Upon his return from abroad, Stattler was appointed Professor of the School of Fine Arts in Krakow in 1831. In 1830 he was in Puławy, where he made preparatory sketches for a portrait of Prince Adam Czartoryski.
Back in Krakow, he embarked on a programme of dramatic changes at the School of Fine Arts, introducing live model studies as well as nude art models.
Stattler travelled abroad frequently. He painted their portraits. During Stattler"s stay in Vienna as guest of Konstanty Czartoryski, he met an Italian-born Klementyna Zerboni di Colonna (c1804–1897), also referred to as Katarzyna Zerboni by others
Mickiewicz himself attended their wedding, which took place in 1830 in her native Rome.
Working on-and-off, it took him 12 years to complete lieutenant Juliusz Słowacki described it as the Polish epic in Roman costume, with Antiochus demanding submission and subservience from the Jews like Russians from the Poles in the November Uprising.
This painting is currently on display at the National Museum, KrakóWest Stattler served as Professor of the Academy for 26 years, until 1857.

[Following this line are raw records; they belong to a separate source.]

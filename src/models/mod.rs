mod app_purchase;
mod contribution;
mod inapp;
mod refund;
mod user;
mod webapp;

pub use app_purchase::*;
pub use contribution::*;
pub use inapp::*;
pub use refund::*;
pub use user::*;
pub use webapp::*;
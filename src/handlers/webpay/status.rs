use axum::extract::State;
use serde::Serialize;

use crate::db::{AppState, queries};
use crate::error::Result;
use crate::extractors::{Json, Path};
use crate::jwt::PaymentClaims;
use crate::ledger;

#[derive(Debug, Serialize)]
pub struct PayStatusResponse {
    /// `complete` once the purchase is confirmed, `incomplete` otherwise
    pub status: &'static str,
}

/// GET /webpay/status/{uuid}
///
/// Polled by the payment UI while it waits for the postback. Unknown uuids
/// are simply incomplete.
pub async fn pay_status(
    State(state): State<AppState>,
    Path(uuid): Path<String>,
) -> Result<Json<PayStatusResponse>> {
    let conn = state.db.get()?;
    let status = if ledger::is_complete(&conn, &uuid)? {
        "complete"
    } else {
        "incomplete"
    };
    Ok(Json(PayStatusResponse { status }))
}

#[derive(Debug, Serialize)]
pub struct SigCheckResponse {
    pub sig_check_jwt: String,
}

/// POST /webpay/sig_check
///
/// A signed token with an empty request, for monitoring that the processor
/// still accepts our signatures.
pub async fn sig_check(State(state): State<AppState>) -> Result<Json<SigCheckResponse>> {
    let claims = PaymentClaims {
        typ: state.keys.config().sig_check_typ.clone(),
        ..Default::default()
    };
    let sig_check_jwt = state.keys.sign(claims, queries::now())?;
    Ok(Json(SigCheckResponse { sig_check_jwt }))
}
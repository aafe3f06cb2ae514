use rust_decimal::Decimal;
use serde::{Deserialize, Serialize};

/// A marketplace app as seen by the payment flow.
#[derive(Debug, Clone, Serialize, Deserialize)]
pub struct Webapp {
    pub id: String,
    pub name: String,
    pub description: String,
    pub default_locale: String,
    /// Seller product id cached from the processor; required to sell the app
    pub solitude_public_id: Option<String>,
    /// Size in bytes of the current version's package
    pub application_size: Option<i64>,
    pub price_point: Option<String>,
    pub price_amount: Option<Decimal>,
    pub currency: String,
    pub has_icon: bool,
    pub support_email: Option<String>,
    pub developer_email: Option<String>,
    pub created_at: i64,
}

impl Webapp {
    pub fn is_premium(&self) -> bool {
        self.price_amount.is_some_and(|p| !p.is_zero())
    }
}

#[derive(Debug, Clone, Deserialize)]
pub struct CreateWebapp {
    pub name: String,
    #[serde(default)]
    pub description: String,
    #[serde(default = "default_locale")]
    pub default_locale: String,
    pub solitude_public_id: Option<String>,
    pub application_size: Option<i64>,
    pub price_point: Option<String>,
    pub price_amount: Option<Decimal>,
    #[serde(default = "default_currency")]
    pub currency: String,
    #[serde(default)]
    pub has_icon: bool,
    pub support_email: Option<String>,
    pub developer_email: Option<String>,
}

pub(crate) fn default_locale() -> String {
    "en-US".to_string()
}

pub(crate) fn default_currency() -> String {
    super::CURRENCY_DEFAULT.to_string()
}
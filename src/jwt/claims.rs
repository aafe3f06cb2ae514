use std::collections::BTreeMap;

use jwt_simple::prelude::JWTClaims;
use rust_decimal::Decimal;
use serde::{Deserialize, Serialize};

use crate::error::{AppError, Result};

/// Custom claims of purchase-request, postback and chargeback tokens.
/// Standard claims (iss, aud, iat, exp) are handled by jwt-simple.
///
/// Every field is lenient on decode so that absence can be reported as a
/// missing claim instead of a generic parse failure.
#[derive(Debug, Clone, Default, Serialize, Deserialize)]
pub struct PaymentClaims {
    #[serde(default)]
    pub typ: String,
    #[serde(default)]
    pub request: PurchaseRequest,
    /// Only present on tokens sent back by the processor
    #[serde(default, skip_serializing_if = "Option::is_none")]
    pub response: Option<NoticeResponse>,
}

#[derive(Debug, Clone, Default, Serialize, Deserialize)]
pub struct PurchaseRequest {
    #[serde(default, skip_serializing_if = "Option::is_none")]
    pub id: Option<String>,
    #[serde(default, skip_serializing_if = "String::is_empty")]
    pub name: String,
    #[serde(default, skip_serializing_if = "String::is_empty")]
    pub description: String,
    /// Icon URLs keyed by pixel size
    #[serde(default, skip_serializing_if = "BTreeMap::is_empty")]
    pub icons: BTreeMap<String, String>,
    #[serde(rename = "pricePoint", default, skip_serializing_if = "Option::is_none")]
    pub price_point: Option<String>,
    #[serde(rename = "defaultLocale", default, skip_serializing_if = "Option::is_none")]
    pub default_locale: Option<String>,
    #[serde(rename = "postbackURL", default, skip_serializing_if = "Option::is_none")]
    pub postback_url: Option<String>,
    #[serde(rename = "chargebackURL", default, skip_serializing_if = "Option::is_none")]
    pub chargeback_url: Option<String>,
    /// URL-encoded key/value string, see `products::product_data`
    #[serde(rename = "productData", default, skip_serializing_if = "Option::is_none")]
    pub product_data: Option<String>,
    #[serde(default, skip_serializing_if = "Option::is_none")]
    pub simulate: Option<serde_json::Value>,
}

#[derive(Debug, Clone, Default, Serialize, Deserialize)]
pub struct NoticeResponse {
    #[serde(rename = "transactionID", default, skip_serializing_if = "Option::is_none")]
    pub transaction_id: Option<String>,
    #[serde(default, skip_serializing_if = "Option::is_none")]
    pub price: Option<NoticePrice>,
    /// Buyer reference sent for free and simulated purchases
    #[serde(default, skip_serializing_if = "Option::is_none")]
    pub solitude_buyer_uuid: Option<String>,
    /// Chargeback notices: `refund` or `reversal`
    #[serde(default, skip_serializing_if = "Option::is_none")]
    pub reason: Option<String>,
}

/// Price the processor actually charged. Authoritative over the requested price.
#[derive(Debug, Clone, PartialEq, Serialize, Deserialize)]
pub struct NoticePrice {
    pub amount: Decimal,
    pub currency: String,
}

/// A processor notice that passed signature, structure and time checks.
#[derive(Debug, Clone)]
pub struct ValidatedNotice {
    pub issuer: Option<String>,
    pub product_data: String,
    pub transaction_id: String,
    pub price: Option<NoticePrice>,
    pub solitude_buyer_uuid: Option<String>,
    pub reason: Option<String>,
    pub issued_at: i64,
    pub expires_at: i64,
}

/// Check structural completeness, then that `now` lies inside the token's
/// stated lifetime and no more than `expiry_window` seconds after issue.
pub fn validate(
    claims: JWTClaims<PaymentClaims>,
    now: i64,
    expiry_window: u64,
) -> Result<ValidatedNotice> {
    let JWTClaims {
        issued_at,
        expires_at,
        issuer,
        custom,
        ..
    } = claims;

    let product_data = custom
        .request
        .product_data
        .filter(|pd| !pd.is_empty())
        .ok_or(AppError::MissingClaim("request.productData"))?;
    let response = custom
        .response
        .ok_or(AppError::MissingClaim("response.transactionID"))?;
    let transaction_id = response
        .transaction_id
        .filter(|t| !t.is_empty())
        .ok_or(AppError::MissingClaim("response.transactionID"))?;

    let iat = issued_at.ok_or(AppError::MissingClaim("iat"))?.as_secs() as i64;
    let exp = expires_at.ok_or(AppError::MissingClaim("exp"))?.as_secs() as i64;

    if now < iat {
        return Err(AppError::RequestExpired(format!(
            "issued {}s in the future",
            iat - now
        )));
    }
    if now > exp {
        return Err(AppError::RequestExpired(format!(
            "expired {}s ago",
            now - exp
        )));
    }
    if (now - iat) as u64 > expiry_window {
        return Err(AppError::RequestExpired(format!(
            "issued {}s ago, window is {}s",
            now - iat,
            expiry_window
        )));
    }

    Ok(ValidatedNotice {
        issuer,
        product_data,
        transaction_id,
        price: response.price,
        solitude_buyer_uuid: response.solitude_buyer_uuid.filter(|u| !u.is_empty()),
        reason: response.reason,
        issued_at: iat,
        expires_at: exp,
    })
}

He also wrote articles and papers on art and art-education, including a memoir (Pamiętnik) published decades later by Maciej Szukiewicz in 1916.
Stattlers had a son, Henryk, born in 1834. Financial needs prompted them to leave Krakow for Warsaw around 1870, nevertheless Stattler refused the lucrative offer to paint 50 copies of the Russian Tsar Alexander. He painted religious themes in his old age and died in Warsaw on November 6, 1875.
He was buried at the Powązki Cemetery.